Iñárritu’s previous films include Amores Perros, 21 Grams, Babel and Biutiful. All are quite striking, but often achingly pretentious as well. Birdman feels like a throat-clearing exercise for the director; a means of expelling old habits, getting a few things off his chest and perhaps lightening up a little.

Some of Birdman is great. Iñárritu has deftly choreographed the camera so that the movie appears to flow in one long continuous tracking shot. There are little digs at Norton’s own “difficult” reputation, a nightmare exposure in Times Square, and a moment when you realise that the carpet backstage shares its pattern with the hotel in The Shining, another film about corkscrewing paranoia. Above all, there is Keaton giving a brave, bravura performance, and not only because of the many scenes where he’s stripped down to his white kecks.

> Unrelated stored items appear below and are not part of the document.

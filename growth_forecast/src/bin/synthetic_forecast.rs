use growth_forecast::config::{DataMode, EngineConfig};
use growth_forecast::domain::Subject;
use growth_forecast::error::Result;
use growth_forecast::facade::PredictionFacade;
use growth_forecast::telemetry::init_tracing;
use growth_forecast::utils::now_seconds;

const HORIZON_DAYS: usize = 14;

#[tokio::main]
async fn main() -> Result<()> {
    init_tracing("info");

    let mut config = EngineConfig::load()?;
    config.data_mode = DataMode::Synthetic;
    tracing::info!(
        history_days = config.history_days,
        seed = ?config.random_seed,
        "running synthetic forecast"
    );

    let facade = PredictionFacade::new(config);
    let end = now_seconds();
    for subject in Subject::ALL {
        let forecast = facade.forecast_subject(subject, HORIZON_DAYS, end).await;
        println!("{}", forecast.to_json()?);
    }

    Ok(())
}
//! # Growth Forecast
//!
//! A Rust library for forecasting biological growth from noisy, irregular
//! sensor measurements.
//!
//! ## Features
//!
//! - Concurrent day-window aggregation into gap-preserving daily series
//! - Per-domain field resolution for loosely shaped upstream records
//! - Forecasting models (linear trend, covariate-driven saturation growth,
//!   simplified seasonal ARIMA)
//! - Two tracked subjects: an aquatic animal (length, weight) and a plant
//!   (height, leaf count)
//! - A synthetic data source for demos and tests
//!
//! ## Quick Start
//!
//! ```rust,no_run
//! use growth_forecast::config::{DataMode, EngineConfig};
//! use growth_forecast::domain::Subject;
//! use growth_forecast::facade::PredictionFacade;
//! use growth_forecast::utils::now_seconds;
//!
//! # async fn run() -> growth_forecast::error::Result<()> {
//! let mut config = EngineConfig::load()?;
//! config.data_mode = DataMode::Synthetic;
//!
//! let facade = PredictionFacade::new(config);
//! let forecast = facade.forecast_subject(Subject::Aquatic, 14, now_seconds()).await;
//! println!("{}", forecast.to_json()?);
//! # Ok(())
//! # }
//! ```

pub mod aggregator;
pub mod config;
pub mod data;
pub mod domain;
pub mod error;
pub mod facade;
pub mod metrics;
pub mod models;
pub mod record;
pub mod source;
pub mod telemetry;
pub mod utils;

// Re-export commonly used types
pub use crate::aggregator::Aggregator;
pub use crate::config::EngineConfig;
pub use crate::data::{DataLoader, Measurement, ReferenceCalibrationPoint, TimeSeries};
pub use crate::domain::{Metric, Subject};
pub use crate::error::ForecastError;
pub use crate::facade::{PredictionFacade, SubjectForecast};
pub use crate::models::{
    FitResult, ForecastModel, ForecastResult, LinearTrendFitter, ModelParameters,
    SaturationGrowthFitter, SeasonalForecaster,
};
pub use crate::record::{FieldResolver, Record};
pub use crate::source::{BatchSource, DailyBatchSource, SyntheticSource};

// Version information
pub const VERSION: &str = env!("CARGO_PKG_VERSION");
pub const NAME: &str = env!("CARGO_PKG_NAME");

Rounding out the cast are Emma Stone, as Riggan’s daughter, who has been put to work as his personal assistant to keep her away from drugs, Naomi Watts as an insecure forty-something actress living with Mike, and Andrea Riseborough as the younger actress Thomson is dating after splitting up with his wife (Amy Ryan). And of course there is a wise and tender-hearted reviewer, whose thoughtful advice is treasured by everyone. Kidding! Lindsay Duncan rocks up as a dragonishly vindictive theatre critic who has decided, sight unseen, that she hates Thomson and his play. You may scent an agenda here; especially when Keaton retaliates in a manner that would have the other actors, directors and writers swooning with envy.

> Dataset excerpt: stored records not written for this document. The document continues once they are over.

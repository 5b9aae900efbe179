use axum::{http::StatusCode, response::IntoResponse, Json};
use serde_json::json;

#[derive(Debug, thiserror::Error)]
pub enum AppError {
    #[error("{0}")]
    UnprocessableEntity(String),
    #[error("{0}")]
    EntityNotFound(String),
    #[error("{0}")]
    ValidationError(#[from] garde::Report),
    #[error("トランザクションを実行できませんでした。")]
    TransactionError(#[source] sqlx::Error),
    #[error("データベース処理実行中にエラーが発生しました。")]
    SpecificOperationError(#[source] sqlx::Error),
    #[error("No rows affected: {0}")]
    NoRowsAffectedError(String),
    #[error("{0}")]
    KeyValueStoreError(#[from] redis::RedisError),
    #[error("{0}")]
    BcryptError(#[from] bcrypt::BcryptError),
    #[error("{0}")]
    ConvertToUuidError(#[from] uuid::Error),
    #[error("Invalid email or password")]
    UnauthenticatedError,
    #[error("Authentication required")]
    UnauthorizedError,
    #[error("Insufficient permissions")]
    ForbiddenOperation,
    #[error("{0}")]
    ConversionEntityError(String),
}

impl IntoResponse for AppError {
    fn into_response(self) -> axum::response::Response {
        let status_code = match self {
            AppError::UnprocessableEntity(_)
            | AppError::ValidationError(_)
            | AppError::ConvertToUuidError(_) => StatusCode::BAD_REQUEST,
            AppError::EntityNotFound(_) => StatusCode::NOT_FOUND,
            AppError::UnauthenticatedError | AppError::UnauthorizedError => {
                StatusCode::UNAUTHORIZED
            }
            AppError::ForbiddenOperation => StatusCode::FORBIDDEN,
            ref e @ (AppError::TransactionError(_)
            | AppError::SpecificOperationError(_)
            | AppError::NoRowsAffectedError(_)
            | AppError::KeyValueStoreError(_)
            | AppError::BcryptError(_)
            | AppError::ConversionEntityError(_)) => {
                tracing::error!(
                    error.cause_chain = ?e,
                    error.message = %e,
                    "Unexpected error happened"
                );
                StatusCode::INTERNAL_SERVER_ERROR
            }
        };

        (status_code, Json(json!({ "error": self.to_string() }))).into_response()
    }
}

pub type AppResult<T> = Result<T, AppError>;

#[cfg(test)]
mod tests {
    use super::*;

    fn status_of(err: AppError) -> StatusCode {
        err.into_response().status()
    }

    #[test]
    fn test_error_status_mapping() {
        assert_eq!(
            status_of(AppError::UnprocessableEntity("already registered".into())),
            StatusCode::BAD_REQUEST
        );
        assert_eq!(
            status_of(AppError::EntityNotFound("event not found".into())),
            StatusCode::NOT_FOUND
        );
        assert_eq!(
            status_of(AppError::UnauthenticatedError),
            StatusCode::UNAUTHORIZED
        );
        assert_eq!(
            status_of(AppError::UnauthorizedError),
            StatusCode::UNAUTHORIZED
        );
        assert_eq!(
            status_of(AppError::ForbiddenOperation),
            StatusCode::FORBIDDEN
        );
        assert_eq!(
            status_of(AppError::NoRowsAffectedError("no rows".into())),
            StatusCode::INTERNAL_SERVER_ERROR
        );
    }
}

Unlike Duncan, I don’t want to drive a stake through Birdman, but I do have quibbles: does Iñárritu really have to stuff the theatre with so many showbiz archetypes? Why does the audience love Thomson’s production when it looks like hollow grandstanding, and why do two actresses share one of those lesbian kisses where they sweep strands of hair out of the way beforehand, then never speak of it again? As a flight of fancy, Birdman swoops gleefully on artistic tropes and tics, but it never soars.

Twitter @SiobhanSynnot

• On general release from Thursday

The Theory Of Everything (15)

Star rating: **

THERE’S no big bang to James Marsh’s biopic of cosmologist Stephen Hawking, just a whimper from audiences as a well-acted but soapy drama shifts too smoothly through its storytelling gears.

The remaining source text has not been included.